Toccoa Attorney Alton Adams said he filed the motion for a preliminary injunction in U.S. District Court in Gainesville on Friday on behalf of the plaintiffs.
Adams said that with a trial still a number of months away, he feels the situation regarding the odor from the Wilbros’ facility and its effect on his clients justifies a temporary injunction to shut the plant down prior to trial.
“The evidence is overwhelming that this odor has affected literally hundreds of individuals, not only the 100-plus I represent, but so many people that live in and around and within a couple of miles of it,” said Adams.
Adams filed the civil suit in U.S. District Court earlier this month against Wilbros and associated defendants on behalf of about 100 individuals listed as plaintiffs.
The suit has alleged that the Rose Lane facility is violating the federal Air Quality and Emissions Limitations Act by being a major source of one or more hazardous air pollutants listed in the act.
In addition, the suit has alleged both that the odors are a nuisance under state law and that the odors are trespassing onto the properties of the plaintiffs, who have never authorized the intrusion of the odors.
In the motion for the preliminary injunction, the plaintiffs have stated that the defendants have allowed and continue to allow “offensive and harmful” odors to be emitted from the Wilbros facility and that those odors have damaged and continue to damage the health and/or property of the plaintiffs, their families, and the surrounding community.
The motion then stated the odors are “willfully and intentionally” emitted by the defendants despite numerous and repeated objections and demands for the odor to stop.
Adams said that included with the motion for a preliminary injunction are 18 affidavits supporting the plantiffs’ claims.

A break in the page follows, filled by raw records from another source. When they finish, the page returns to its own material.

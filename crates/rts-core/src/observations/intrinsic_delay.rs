//! Correction of the internal delay between distance and angle channels.

use super::ObservationSet;
use crate::Real;
use serde::{Deserialize, Serialize};

pub const INTRINSIC_DELAY_MAX_ITERATIONS: usize = 100;
pub const INTRINSIC_DELAY_TOLERANCE: Real = 1e-6;

/// Outcome of [`ObservationSet::apply_intrinsic_delay`].
#[derive(Debug, Clone, Copy, PartialEq, Serialize, Deserialize)]
pub struct DelayCorrection {
    pub iterations: usize,
    pub converged: bool,
    /// Summed absolute change of both angular velocities in the last pass.
    pub last_change: Real,
}

impl ObservationSet {
    /// Shift angles to the instant the distance was measured.
    ///
    /// Angular velocities can only be estimated from the delayed angles
    /// themselves, so the correction is refined as a fixed point: starting from
    /// the raw angles, `angle = raw + rate(angle) · delay` is repeated until
    /// the summed absolute change of both rates (non-finite entries ignored)
    /// falls below [`INTRINSIC_DELAY_TOLERANCE`].
    ///
    /// `delay == 0` leaves the set untouched. Hitting
    /// [`INTRINSIC_DELAY_MAX_ITERATIONS`] is reported in the result and logged,
    /// the last iterate is kept.
    pub fn apply_intrinsic_delay(&mut self, delay: Real) -> DelayCorrection {
        if delay == 0.0 {
            return DelayCorrection {
                iterations: 0,
                converged: true,
                last_change: 0.0,
            };
        }

        log::info!("correcting intrinsic delay of {:.3} ms", delay * 1e3);

        let raw_h = self.horizontal_angles();
        let raw_v = self.vertical_angles();

        let mut iterations = 0;
        let mut last_change = Real::INFINITY;
        while iterations < INTRINSIC_DELAY_MAX_ITERATIONS {
            let h_before = self.horizontal_rates();
            for ((obs, raw), rate) in self.observations.iter_mut().zip(&raw_h).zip(&h_before) {
                obs.horizontal_angle = raw + rate * delay;
            }
            let h_after = self.horizontal_rates();

            let v_before = self.vertical_rates();
            for ((obs, raw), rate) in self.observations.iter_mut().zip(&raw_v).zip(&v_before) {
                obs.vertical_angle = raw + rate * delay;
            }
            let v_after = self.vertical_rates();

            last_change =
                summed_change(&h_before, &h_after) + summed_change(&v_before, &v_after);
            iterations += 1;
            if last_change < INTRINSIC_DELAY_TOLERANCE {
                log::info!("intrinsic delay correction finished after {iterations} iterations");
                return DelayCorrection {
                    iterations,
                    converged: true,
                    last_change,
                };
            }
        }

        log::warn!(
            "intrinsic delay correction did not converge after {iterations} iterations (change {last_change:.3e})"
        );
        DelayCorrection {
            iterations,
            converged: false,
            last_change,
        }
    }
}

fn summed_change(before: &[Real], after: &[Real]) -> Real {
    before
        .iter()
        .zip(after)
        .map(|(b, a)| (b - a).abs())
        .filter(|d| d.is_finite())
        .sum()
}

#[cfg(test)]
mod tests {
    use super::*;
    use crate::types::{Observation, StationPose, VarianceConfig};

    fn rotating_set(rate: Real) -> ObservationSet {
        let obs = (0..40)
            .map(|i| {
                let t = 0.1 * i as Real;
                Observation::polar(t, 25.0, 0.5 + rate * t, 1.4 + 0.5 * rate * t)
            })
            .collect();
        ObservationSet::new(obs, VarianceConfig::default(), StationPose::default()).unwrap()
    }

    #[test]
    fn zero_delay_is_a_no_op() {
        let mut set = rotating_set(0.7);
        let before = set.clone();
        let report = set.apply_intrinsic_delay(0.0);
        assert_eq!(report.iterations, 0);
        assert!(report.converged);
        assert_eq!(set, before);
    }

    #[test]
    fn constant_rotation_is_shifted_by_rate_times_delay() {
        let rate = 0.7;
        let delay = 0.02;
        let mut set = rotating_set(rate);
        let raw_h = set.horizontal_angles();
        let raw_v = set.vertical_angles();

        let report = set.apply_intrinsic_delay(delay);
        assert!(report.converged, "{report:?}");
        assert!(report.iterations > 1);

        let h = set.horizontal_angles();
        let v = set.vertical_angles();
        let last = h.len() - 1;
        // the zero end rate leaks into the last few samples and decays backwards
        for i in 0..last - 10 {
            assert!((h[i] - raw_h[i] - rate * delay).abs() < 1e-9, "h[{i}]");
            assert!((v[i] - raw_v[i] - 0.5 * rate * delay).abs() < 1e-9, "v[{i}]");
        }
        // the last sample has no forward difference and stays put
        assert_eq!(h[last], raw_h[last]);
    }

    #[test]
    fn delay_beyond_sample_spacing_hits_the_iteration_cap() {
        // delay / dt = 2.5: the fixed-point map amplifies every change
        let mut set = rotating_set(0.7);
        let report = set.apply_intrinsic_delay(0.25);

        assert!(!report.converged, "{report:?}");
        assert_eq!(report.iterations, INTRINSIC_DELAY_MAX_ITERATIONS);
        assert!(report.last_change.is_finite());
        assert!(report.last_change > INTRINSIC_DELAY_TOLERANCE);
        assert!(set
            .horizontal_angles()
            .iter()
            .chain(&set.vertical_angles())
            .all(|a| a.is_finite()));
    }
}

“(The affidavits are) describing how the Wilbros’ odor has affected them, their children, their grandchildren, the value of their homes, and how it has affected lives in general,” said Adams. “The affidavits were attached so the judge would know how serious the problem is.”
The plaintiffs, in those affidavits, talk about Wilbros’ effect on their lives, stating that they cannot go outside or open their windows due to the smell; discussing having to cover their faces while at Liberty Elementary School or other places near the plant; and stating that their property values have declined and could not be sold because of the smell from the facility.
Adams said that he has requested a hearing to be held on the motion for a preliminary injunction prior to the start of school in StephensCounty on August 22, if the judge’s calendar allows.
This suit has been assigned to U.S. District Court Judge Richard Story.
Wilbros and the associated defendants have not yet responded to the federal suit, but they have until later this month to do so.